Pennsylvania State College, slip op. at 2-6. (Material deleted in original.) Based upon this history the court found that:

(17). The said farm lands are necessary for the proper discharge of the public functions imposed upon the plaintiff by the statutes and constitute an integral part of its educational plant.

(18). The said farm lands are not operated for the purpose of making a profit, but strictly for the purpose of performing the public functions delegated to the plaintiff by the State Legislature.

(19). As a necessary consequence of the operation of these experimental farms agricultural commodities are produced and the plaintiff receives some revenues from the sale thereof, which revenues represent the salvage from the experimental research work and are used to defray a part of the necessary expenses of the institution in performing its public functions.

(20). The revenues derived from the sale of the produce of said experimental farms are a mere incident to, and a by-product of, the legitimate use of the property directly for the necessary purposes contemplated by the statutes governing the plaintiff.

Slip op. at 8-9.

In Pennsylvania State College, Penn State argued to the court (1) that it is a public agency of the Commonwealth whose existence is solely for the purpose of performing educational and experimental functions and (2) that it is an

[ 129 Pa. Commw. Page 194]

    educational institution and, as such, a purely public charity. Accordingly, it contended that it was statutorily and constitutionally exempted from the tax sought to be imposed upon it.

The court concluded and so held that Penn State was an agency of the Commonwealth and was exempt from taxation on that basis. It also wrote, however, that the tax exemption "could rest upon another ground." Id. at 17. It then proceeded to decide that Penn State was also entitled to an exemption on the basis that it was a purely public charity. Its conclusions of law addressed both of these grounds. An injunction was entered*fn1 and no appeal was taken.

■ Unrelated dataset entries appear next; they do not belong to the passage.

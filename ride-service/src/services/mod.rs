pub mod database;
pub mod fare;
pub mod gateway;
pub mod ledger;
pub mod matching;
pub mod metrics;
pub mod reconciler;
pub mod rides;
pub mod wallets;

pub use database::Database;
pub use fare::FareCalculator;
pub use gateway::SquadClient;
pub use ledger::LedgerService;
pub use matching::MatchingService;
pub use reconciler::{PaymentReconciler, ReconcileOutcome};
pub use rides::{RideRequest, RideService};
pub use wallets::WalletService;
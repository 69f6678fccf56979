//! Driver entity, referenced (not owned) by the ride core.
//!
//! Matching reads `is_approved`/`is_available`/location; ride transitions
//! flip availability (accept locks it, complete/cancel release it) and
//! maintain the ride counters.

use chrono::{DateTime, Utc};
use rust_decimal::Decimal;
use serde::Serialize;
use sqlx::FromRow;
use uuid::Uuid;

#[derive(Debug, Clone, FromRow, Serialize)]
pub struct Driver {
    pub driver_id: Uuid,
    pub user_id: Uuid,
    pub vehicle_type: String,
    pub license_plate: String,
    pub is_approved: bool,
    pub is_available: bool,
    pub location_lng: Option<f64>,
    pub location_lat: Option<f64>,
    pub rating: Decimal,
    pub total_ratings: i32,
    pub completed_rides: i32,
    pub cancelled_rides: i32,
    pub created_utc: DateTime<Utc>,
    pub updated_utc: DateTime<Utc>,
}
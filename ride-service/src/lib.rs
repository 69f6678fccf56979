//! Ride Service - ride lifecycle state machine and wallet ledger.

pub mod config;
pub mod handlers;
pub mod middleware;
pub mod models;
pub mod services;
pub mod startup;

pub use startup::{AppState, Application};
pub mod driver;
pub mod ride;
pub mod user;
pub mod wallet;

pub use driver::Driver;
pub use ride::{CancelActor, Location, PaymentMethod, PaymentStatus, Ride, RideStatus};
pub use user::{Role, User};
pub use wallet::{Transaction, TransactionMethod, TransactionStatus, TransactionType, Wallet};
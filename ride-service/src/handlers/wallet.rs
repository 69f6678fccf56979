//! Wallet endpoints.

use axum::{
    extract::{Query, State},
    http::StatusCode,
    Json,
};
use rust_decimal::Decimal;
use serde::Deserialize;
use service_core::error::AppError;
use uuid::Uuid;

use crate::middleware::ActorContext;
use crate::models::{Role, Transaction, Wallet};
use crate::AppState;

#[derive(Debug, Deserialize)]
pub struct TransactionListQuery {
    #[serde(default = "default_limit")]
    pub limit: i64,
    #[serde(default)]
    pub offset: i64,
}

fn default_limit() -> i64 {
    50
}

#[derive(Debug, Deserialize)]
pub struct TopupRequest {
    pub user_id: Uuid,
    pub amount: Decimal,
}

pub async fn get_balance(
    State(state): State<AppState>,
    actor: ActorContext,
) -> Result<Json<Wallet>, AppError> {
    let wallet = state.wallets.balance(actor.user_id).await?;
    Ok(Json(wallet))
}

pub async fn list_transactions(
    State(state): State<AppState>,
    actor: ActorContext,
    Query(query): Query<TransactionListQuery>,
) -> Result<Json<Vec<Transaction>>, AppError> {
    let transactions = state
        .wallets
        .transactions(
            actor.user_id,
            query.limit.clamp(1, 100),
            query.offset.max(0),
        )
        .await?;
    Ok(Json(transactions))
}

/// Create the caller's wallet (idempotent) and attach a virtual account when
/// the payment gateway is configured.
pub async fn provision_wallet(
    State(state): State<AppState>,
    actor: ActorContext,
) -> Result<(StatusCode, Json<Wallet>), AppError> {
    let wallet = state.wallets.provision(actor.user_id).await?;
    Ok((StatusCode::CREATED, Json(wallet)))
}

/// Admin credit to any user's wallet.
pub async fn admin_topup(
    State(state): State<AppState>,
    actor: ActorContext,
    Json(payload): Json<TopupRequest>,
) -> Result<(StatusCode, Json<Transaction>), AppError> {
    actor.require(Role::Admin)?;
    let transaction = state
        .wallets
        .admin_topup(payload.user_id, payload.amount)
        .await?;
    Ok((StatusCode::CREATED, Json(transaction)))
}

In the context of the present litigation Penn State maintains that the 1939 holding that it constitutes an agency of the Commonwealth operates to bar the present action under principles of res judicata and collateral estoppel. The trial court agreed and, accordingly, granted Penn State's motion for summary judgment. Appellants then appealed to this Court. In determining whether a motion for summary judgment should be granted the relevant inquiry is whether there exists any genuine issue of material fact and

[ 129 Pa. Commw. Page 195]

    whether the moving party is entitled to judgment as a matter of law. Pa. R.C.P. No. 1035(b). Summary judgment should never be entered in doubtful cases. Simpson v. Pennsylvania Board of Probation and Parole, 81 Pa. Commonwealth Ct. 432, 473 A.2d 753 (1984).

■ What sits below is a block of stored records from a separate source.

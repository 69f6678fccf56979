//! Prometheus metrics for ride-service.

use once_cell::sync::Lazy;
use prometheus::{
    register_counter_vec, register_histogram_vec, CounterVec, HistogramVec, TextEncoder,
};

/// Ride transition counter by resulting status.
pub static RIDE_TRANSITIONS_TOTAL: Lazy<CounterVec> = Lazy::new(|| {
    register_counter_vec!(
        "ride_transitions_total",
        "Total number of ride status transitions",
        &["status"]
    )
    .expect("Failed to register ride_transitions_total")
});

/// Settlement counter by payment method and outcome.
pub static SETTLEMENTS_TOTAL: Lazy<CounterVec> = Lazy::new(|| {
    register_counter_vec!(
        "ride_settlements_total",
        "Total number of ride settlements",
        &["method", "outcome"]
    )
    .expect("Failed to register ride_settlements_total")
});

/// Webhook deliveries by reconciliation outcome.
pub static WEBHOOK_EVENTS_TOTAL: Lazy<CounterVec> = Lazy::new(|| {
    register_counter_vec!(
        "ride_webhook_events_total",
        "Total number of gateway webhook deliveries by outcome",
        &["outcome"]
    )
    .expect("Failed to register ride_webhook_events_total")
});

/// Database query duration histogram.
pub static DB_QUERY_DURATION: Lazy<HistogramVec> = Lazy::new(|| {
    register_histogram_vec!(
        "ride_db_query_duration_seconds",
        "Database query duration in seconds",
        &["operation"],
        vec![0.001, 0.005, 0.01, 0.025, 0.05, 0.1, 0.25, 0.5, 1.0]
    )
    .expect("Failed to register db_query_duration")
});

/// Initialize all metrics (forces lazy initialization).
pub fn init_metrics() {
    Lazy::force(&RIDE_TRANSITIONS_TOTAL);
    Lazy::force(&SETTLEMENTS_TOTAL);
    Lazy::force(&WEBHOOK_EVENTS_TOTAL);
    Lazy::force(&DB_QUERY_DURATION);
}

/// Get metrics in Prometheus text format.
pub fn get_metrics() -> String {
    let encoder = TextEncoder::new();
    let metric_families = prometheus::gather();
    encoder
        .encode_to_string(&metric_families)
        .unwrap_or_default()
}
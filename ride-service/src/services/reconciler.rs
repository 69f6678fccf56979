//! Gateway webhook reconciliation.
//!
//! Every webhook is acknowledged with 200 regardless of outcome, so the
//! gateway never retries forever against a bug on our side. The outcome enum
//! records what actually happened for logging and metrics.

use crate::models::{TransactionMethod, TransactionStatus, TransactionType};
use crate::services::database::Database;
use crate::services::gateway::SquadClient;
use crate::services::ledger::{self, NewTransaction};
use crate::services::metrics::WEBHOOK_EVENTS_TOTAL;
use rust_decimal::Decimal;
use service_core::error::AppError;
use tracing::instrument;

/// What a webhook delivery amounted to.
#[derive(Debug, Clone, PartialEq, Eq)]
pub enum ReconcileOutcome {
    MissingSignature,
    InvalidSignature,
    MalformedPayload,
    /// A pending ledger entry was confirmed and any balance effect applied.
    TransactionSettled { reference: String },
    /// A pending ledger entry was marked failed.
    TransactionFailed { reference: String },
    /// The referenced entry was already in a terminal state; no-op.
    AlreadyResolved { reference: String },
    /// A successful payment with no prior entry funded the payer's wallet.
    WalletFunded { reference: String },
    /// Funding payment from an email we have no user for.
    UnknownUser,
    /// Unsuccessful payment we had no record of; nothing to do.
    Ignored,
}

impl ReconcileOutcome {
    fn metric_label(&self) -> &'static str {
        match self {
            Self::MissingSignature => "missing_signature",
            Self::InvalidSignature => "invalid_signature",
            Self::MalformedPayload => "malformed_payload",
            Self::TransactionSettled { .. } => "settled",
            Self::TransactionFailed { .. } => "failed",
            Self::AlreadyResolved { .. } => "already_resolved",
            Self::WalletFunded { .. } => "wallet_funded",
            Self::UnknownUser => "unknown_user",
            Self::Ignored => "ignored",
        }
    }
}

#[derive(Clone)]
pub struct PaymentReconciler {
    db: Database,
    gateway: SquadClient,
}

impl PaymentReconciler {
    pub fn new(db: Database, gateway: SquadClient) -> Self {
        Self { db, gateway }
    }

    /// Reconcile one webhook delivery against the ledger.
    #[instrument(skip_all)]
    pub async fn process(
        &self,
        signature: Option<&str>,
        body: &str,
    ) -> Result<ReconcileOutcome, AppError> {
        let outcome = self.process_inner(signature, body).await?;
        WEBHOOK_EVENTS_TOTAL
            .with_label_values(&[outcome.metric_label()])
            .inc();
        tracing::info!(outcome = ?outcome, "Webhook reconciled");
        Ok(outcome)
    }

    async fn process_inner(
        &self,
        signature: Option<&str>,
        body: &str,
    ) -> Result<ReconcileOutcome, AppError> {
        let signature = match signature {
            Some(s) => s,
            None => return Ok(ReconcileOutcome::MissingSignature),
        };

        let valid = self
            .gateway
            .verify_webhook_signature(body, signature)
            .map_err(AppError::Internal)?;
        if !valid {
            return Ok(ReconcileOutcome::InvalidSignature);
        }

        let event = match self.gateway.parse_webhook_event(body) {
            Ok(event) => event,
            Err(e) => {
                tracing::warn!(error = %e, "Unparseable webhook payload");
                return Ok(ReconcileOutcome::MalformedPayload);
            }
        };

        let reference = event.data.transaction_ref.clone();
        let success = event.data.payment_status.eq_ignore_ascii_case("success")
            || event.data.payment_status.eq_ignore_ascii_case("successful");
        let payload = serde_json::from_str::<serde_json::Value>(body).ok();

        let mut tx = self.db.pool().begin().await?;

        // Serialize concurrent deliveries for the same reference.
        let existing = sqlx::query_as::<_, crate::models::Transaction>(
            "SELECT * FROM transactions WHERE reference = $1 FOR UPDATE",
        )
        .bind(&reference)
        .fetch_optional(&mut *tx)
        .await?;

        let outcome = match existing {
            Some(entry) => {
                if entry.status != TransactionStatus::Pending {
                    ReconcileOutcome::AlreadyResolved { reference }
                } else if success {
                    sqlx::query(
                        r#"
                        UPDATE transactions
                        SET status = 'successful', gateway_payload = $2, updated_utc = now()
                        WHERE transaction_id = $1
                        "#,
                    )
                    .bind(entry.transaction_id)
                    .bind(&payload)
                    .execute(&mut *tx)
                    .await?;

                    // Confirmed credits move the balance now; debits were
                    // already applied when the entry was posted.
                    if entry.tx_type.balance_effect() > 0 {
                        ledger::ensure_wallet(&mut tx, entry.user_id).await?;
                        ledger::adjust_balance(&mut tx, entry.user_id, entry.amount).await?;
                    }
                    ReconcileOutcome::TransactionSettled { reference }
                } else {
                    sqlx::query(
                        r#"
                        UPDATE transactions
                        SET status = 'failed', gateway_payload = $2, updated_utc = now()
                        WHERE transaction_id = $1
                        "#,
                    )
                    .bind(entry.transaction_id)
                    .bind(&payload)
                    .execute(&mut *tx)
                    .await?;
                    ReconcileOutcome::TransactionFailed { reference }
                }
            }
            None if success => {
                // No prior entry: a transfer straight into a virtual account.
                // Gateway amounts are in minor units.
                let user = sqlx::query_as::<_, crate::models::User>(
                    r#"
                    SELECT user_id, first_name, last_name, email, phone, role,
                           created_utc, updated_utc
                    FROM users WHERE email = $1
                    "#,
                )
                .bind(&event.data.customer.email)
                .fetch_optional(&mut *tx)
                .await?;

                let user = match user {
                    Some(user) => user,
                    None => {
                        tracing::warn!(
                            reference = %reference,
                            "Funding payment for unknown customer email"
                        );
                        return Ok(ReconcileOutcome::UnknownUser);
                    }
                };

                let amount = Decimal::new(event.data.amount, 2);
                if amount <= Decimal::ZERO {
                    tracing::warn!(reference = %reference, "Non-positive funding amount");
                    return Ok(ReconcileOutcome::Ignored);
                }

                let inserted = ledger::insert_transaction(
                    &mut tx,
                    NewTransaction {
                        user_id: user.user_id,
                        tx_type: TransactionType::Credit,
                        amount,
                        description: "Wallet funding via bank transfer".to_string(),
                        reference: reference.clone(),
                        status: TransactionStatus::Successful,
                        payment_method: TransactionMethod::VirtualAccount,
                        gateway_payload: payload,
                        ride_id: None,
                    },
                )
                .await;

                match inserted {
                    Ok(_) => {
                        ledger::ensure_wallet(&mut tx, user.user_id).await?;
                        ledger::adjust_balance(&mut tx, user.user_id, amount).await?;
                        ReconcileOutcome::WalletFunded { reference }
                    }
                    // Concurrent duplicate delivery hit the unique reference
                    // constraint first; the other delivery did the work.
                    Err(e) if is_unique_violation(&e) => {
                        return Ok(ReconcileOutcome::AlreadyResolved { reference });
                    }
                    Err(e) => return Err(e),
                }
            }
            None => ReconcileOutcome::Ignored,
        };

        tx.commit().await?;
        Ok(outcome)
    }
}

fn is_unique_violation(err: &AppError) -> bool {
    match err {
        AppError::Database(e) => e
            .downcast_ref::<sqlx::Error>()
            .and_then(|e| e.as_database_error())
            .map(|d| d.is_unique_violation())
            .unwrap_or(false),
        _ => false,
    }
}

Initially we recognize that while Pennsylvania State College rests on independent grounds - the Commonwealth agency exemption and the charitable (educational) exemption, the case under review now was determined only on the basis of the Commonwealth agency exemption.*fn2 Thus, there is no need for us to directly consider the charitable (educational) exemption. Because, however, there is a subtle, but vital, difference between the two exemptions and how the legislature and courts have dealt with each of them, and, because Appellants appear to blur the distinctions between the two exemptions in the arguments made to this Court, we shall review the substantive law for each of the exemptions.

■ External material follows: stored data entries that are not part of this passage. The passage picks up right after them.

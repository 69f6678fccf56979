//! Common test utilities for ride-service integration tests.
//!
//! Tests need a PostgreSQL server: set `TEST_DATABASE_URL` to a superuser
//! connection string (any database). Each spawned app gets its own freshly
//! created database, so tests are isolated and can run in parallel. When the
//! variable is unset the tests skip themselves.

#![allow(dead_code)]

use reqwest::Method;
use ride_service::config::{
    Config, DatabaseConfig, MatchingConfig, ServerConfig, SquadConfig, TariffConfig,
};
use ride_service::startup::Application;
use rust_decimal::Decimal;
use secrecy::Secret;
use sqlx::{Connection, Executor, PgConnection, PgPool};
use std::sync::Once;
use uuid::Uuid;

pub const TEST_SECRET_HASH: &str = "test_secret_hash";

static INIT: Once = Once::new();

/// Initialize tracing for tests (only once).
pub fn init_tracing() {
    INIT.call_once(|| {
        tracing_subscriber::fmt()
            .with_env_filter("info,ride_service=debug,sqlx=warn")
            .with_test_writer()
            .try_init()
            .ok();
    });
}

pub struct TestApp {
    pub address: String,
    pub pool: PgPool,
    pub client: reqwest::Client,
}

impl TestApp {
    /// Spawn the application against a fresh database, or `None` when
    /// `TEST_DATABASE_URL` is not set.
    pub async fn spawn() -> Option<TestApp> {
        init_tracing();

        let base_url = match std::env::var("TEST_DATABASE_URL") {
            Ok(url) => url,
            Err(_) => {
                eprintln!("TEST_DATABASE_URL not set, skipping integration test");
                return None;
            }
        };

        let db_name = format!("ride_test_{}", Uuid::new_v4().simple());
        let mut conn = PgConnection::connect(&base_url)
            .await
            .expect("Failed to connect to postgres");
        conn.execute(format!(r#"CREATE DATABASE "{}""#, db_name).as_str())
            .await
            .expect("Failed to create test database");

        let (server, _) = base_url
            .rsplit_once('/')
            .expect("TEST_DATABASE_URL must contain a database path");
        let database_url = format!("{}/{}", server, db_name);

        let config = Config {
            server: ServerConfig {
                host: "127.0.0.1".to_string(),
                port: 0,
            },
            database: DatabaseConfig {
                url: Secret::new(database_url),
                max_connections: 4,
                min_connections: 1,
            },
            tariff: TariffConfig {
                base_fare: Decimal::from(200),
                price_per_km: Decimal::from(100),
                commission_pct: Decimal::from(10),
            },
            matching: MatchingConfig {
                max_driver_distance_m: 5000.0,
                max_candidates: 10,
            },
            squad: SquadConfig {
                api_key: Secret::new(String::new()),
                api_url: "https://api.squadco.com".to_string(),
                secret_hash: Secret::new(TEST_SECRET_HASH.to_string()),
            },
            service_name: "ride-service-test".to_string(),
        };

        let app = Application::build(config)
            .await
            .expect("Failed to build application");
        let address = format!("http://127.0.0.1:{}", app.port());
        let pool = app.state().db.pool().clone();

        tokio::spawn(async move {
            app.run_until_stopped().await.ok();
        });

        Some(TestApp {
            address,
            pool,
            client: reqwest::Client::new(),
        })
    }

    /// Request builder with actor headers attached.
    pub fn request(&self, method: Method, path: &str, user_id: Uuid, role: &str) -> reqwest::RequestBuilder {
        self.client
            .request(method, format!("{}{}", self.address, path))
            .header("x-user-id", user_id.to_string())
            .header("x-user-role", role)
    }

    pub fn get(&self, path: &str, user_id: Uuid, role: &str) -> reqwest::RequestBuilder {
        self.request(Method::GET, path, user_id, role)
    }

    pub fn post(&self, path: &str, user_id: Uuid, role: &str) -> reqwest::RequestBuilder {
        self.request(Method::POST, path, user_id, role)
    }

    pub fn patch(&self, path: &str, user_id: Uuid, role: &str) -> reqwest::RequestBuilder {
        self.request(Method::PATCH, path, user_id, role)
    }

    pub async fn seed_user(&self, role: &str) -> Uuid {
        let user_id = Uuid::new_v4();
        sqlx::query(
            r#"
            INSERT INTO users (user_id, first_name, last_name, email, phone, role)
            VALUES ($1, 'Test', 'User', $2, '+2348000000000', $3::user_role)
            "#,
        )
        .bind(user_id)
        .bind(format!("{}@test.example", user_id))
        .bind(role)
        .execute(&self.pool)
        .await
        .expect("Failed to seed user");
        user_id
    }

    /// Seed an approved, available driver at the given position.
    pub async fn seed_driver(&self, user_id: Uuid, lng: f64, lat: f64) -> Uuid {
        let driver_id = Uuid::new_v4();
        sqlx::query(
            r#"
            INSERT INTO drivers
                (driver_id, user_id, vehicle_type, license_plate, is_approved,
                 is_available, location_lng, location_lat)
            VALUES ($1, $2, 'sedan', $3, TRUE, TRUE, $4, $5)
            "#,
        )
        .bind(driver_id)
        .bind(user_id)
        .bind(&Uuid::new_v4().to_string()[..12])
        .bind(lng)
        .bind(lat)
        .execute(&self.pool)
        .await
        .expect("Failed to seed driver");
        driver_id
    }

    pub async fn seed_wallet(&self, user_id: Uuid, balance: Decimal) {
        sqlx::query(
            r#"
            INSERT INTO wallets (wallet_id, user_id, balance)
            VALUES ($1, $2, $3)
            "#,
        )
        .bind(Uuid::new_v4())
        .bind(user_id)
        .bind(balance)
        .execute(&self.pool)
        .await
        .expect("Failed to seed wallet");
    }

    pub async fn wallet_balance(&self, user_id: Uuid) -> Decimal {
        sqlx::query_scalar("SELECT balance FROM wallets WHERE user_id = $1")
            .bind(user_id)
            .fetch_one(&self.pool)
            .await
            .expect("Failed to read wallet balance")
    }

    /// A full rider + funded wallet, and a driver near the default pickup.
    pub async fn seed_ride_parties(&self) -> RideParties {
        let rider_id = self.seed_user("rider").await;
        self.seed_wallet(rider_id, Decimal::from(5000)).await;

        let driver_user_id = self.seed_user("driver").await;
        let driver_id = self.seed_driver(driver_user_id, 3.3792, 6.5244).await;
        self.seed_wallet(driver_user_id, Decimal::ZERO).await;

        RideParties {
            rider_id,
            driver_user_id,
            driver_id,
        }
    }
}

pub struct RideParties {
    pub rider_id: Uuid,
    pub driver_user_id: Uuid,
    pub driver_id: Uuid,
}

/// Canonical ride request payload: 10 km trip near the default driver.
pub fn ride_request_body(payment_method: &str) -> serde_json::Value {
    serde_json::json!({
        "pickup_location": { "name": "Campus gate", "coordinates": [3.3792, 6.5244] },
        "dropoff_location": { "name": "City center", "coordinates": [3.4215, 6.4698] },
        "distance": "10",
        "duration": 25,
        "payment_method": payment_method
    })
}

/// Drive a ride through request → accept → start, returning the ride id.
pub async fn setup_ongoing_ride(
    app: &TestApp,
    parties: &RideParties,
    payment_method: &str,
) -> Uuid {
    let response = app
        .post("/rides", parties.rider_id, "rider")
        .json(&ride_request_body(payment_method))
        .send()
        .await
        .expect("request_ride failed");
    assert_eq!(response.status(), 201, "ride request should succeed");
    let ride: serde_json::Value = response.json().await.expect("invalid ride json");
    let ride_id: Uuid = ride["ride_id"]
        .as_str()
        .expect("missing ride_id")
        .parse()
        .expect("invalid ride_id");

    let response = app
        .post(
            &format!("/rides/{}/accept", ride_id),
            parties.driver_user_id,
            "driver",
        )
        .send()
        .await
        .expect("accept_ride failed");
    assert_eq!(response.status(), 200, "accept should succeed");

    let response = app
        .post(
            &format!("/rides/{}/start", ride_id),
            parties.driver_user_id,
            "driver",
        )
        .send()
        .await
        .expect("start_ride failed");
    assert_eq!(response.status(), 200, "start should succeed");

    ride_id
}

/// HMAC-SHA512 signature over a webhook body, hex encoded, using the test
/// secret.
pub fn sign_webhook(body: &str) -> String {
    use hmac::{Hmac, Mac};
    use sha2::Sha512;

    let mut mac = Hmac::<Sha512>::new_from_slice(TEST_SECRET_HASH.as_bytes())
        .expect("HMAC accepts any key length");
    mac.update(body.as_bytes());
    hex::encode(mac.finalize().into_bytes())
}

A. The Commonwealth Agency Exemption

It is well settled in this Commonwealth that a Commonwealth agency is exempt from local real estate tax in the absence of a statute clearly authorizing the municipality to tax state-owned property. Harrisburg School District Tax Appeal, 53 Pa. Commonwealth Ct. 299, 417 A.2d 848 (1980). As Judge MacPhail wrote:

Since we affirm on the basis of SEPTA*fn3 and its supporting cases, we shall limit our discussion herein to the

[ 129 Pa. Commw. Page 196]

    principles of law underlying that decision as they relate to appellants' arguments. We begin with a restatement of a concept basic to the government of the Commonwealth, that the power of taxation lies solely with the General Assembly of the Commonwealth, and that without a grant or delegation of power to tax by acts of the General Assembly, a municipality has no power to tax. To determine whether a municipality possesses the power to tax in a certain area, one must look to the acts of the General Assembly. The provisions of those acts are to be strictly construed and the grant of such power may not be found by implication.

Another basic presumption clearly established over the course of the Commonwealth's history is that property owned by the sovereign, the Commonwealth, is not ordinarily subject to taxation. 'The legislators did not intend to upset the orderly processes of government by allowing the sovereign power to be burdened by being subjected to municipal taxes. Legislative enactments presumptively affect only private rights and do not embrace the rights of a sovereign unless the sovereign is explicitly designated or clearly intended.'

From these two principles arises the rule that state-owned property cannot be taxed by a municipality in the absence of a statute clearly authorizing it to do so.

The conclusion to which we adhered in SEPTA, supra, and in the very recent decision of this Court in Owen J. Roberts School District Appeal, 45 Pa. Commonwealth Ct. 135, 405 A.2d 1314 (1979)*fn4, that land owned by the Commonwealth is not subject to tax, whether or not it is used for a public purpose, is consistent with the Pennsylvania Constitution. Section 2(a)(iii) of Article VIII provides that:

[ 129 Pa. Commw. Page 197]

(a) The General Assembly may by law exempt from taxation:

(iii) That portion of public property which is actually and regularly used for public purposes.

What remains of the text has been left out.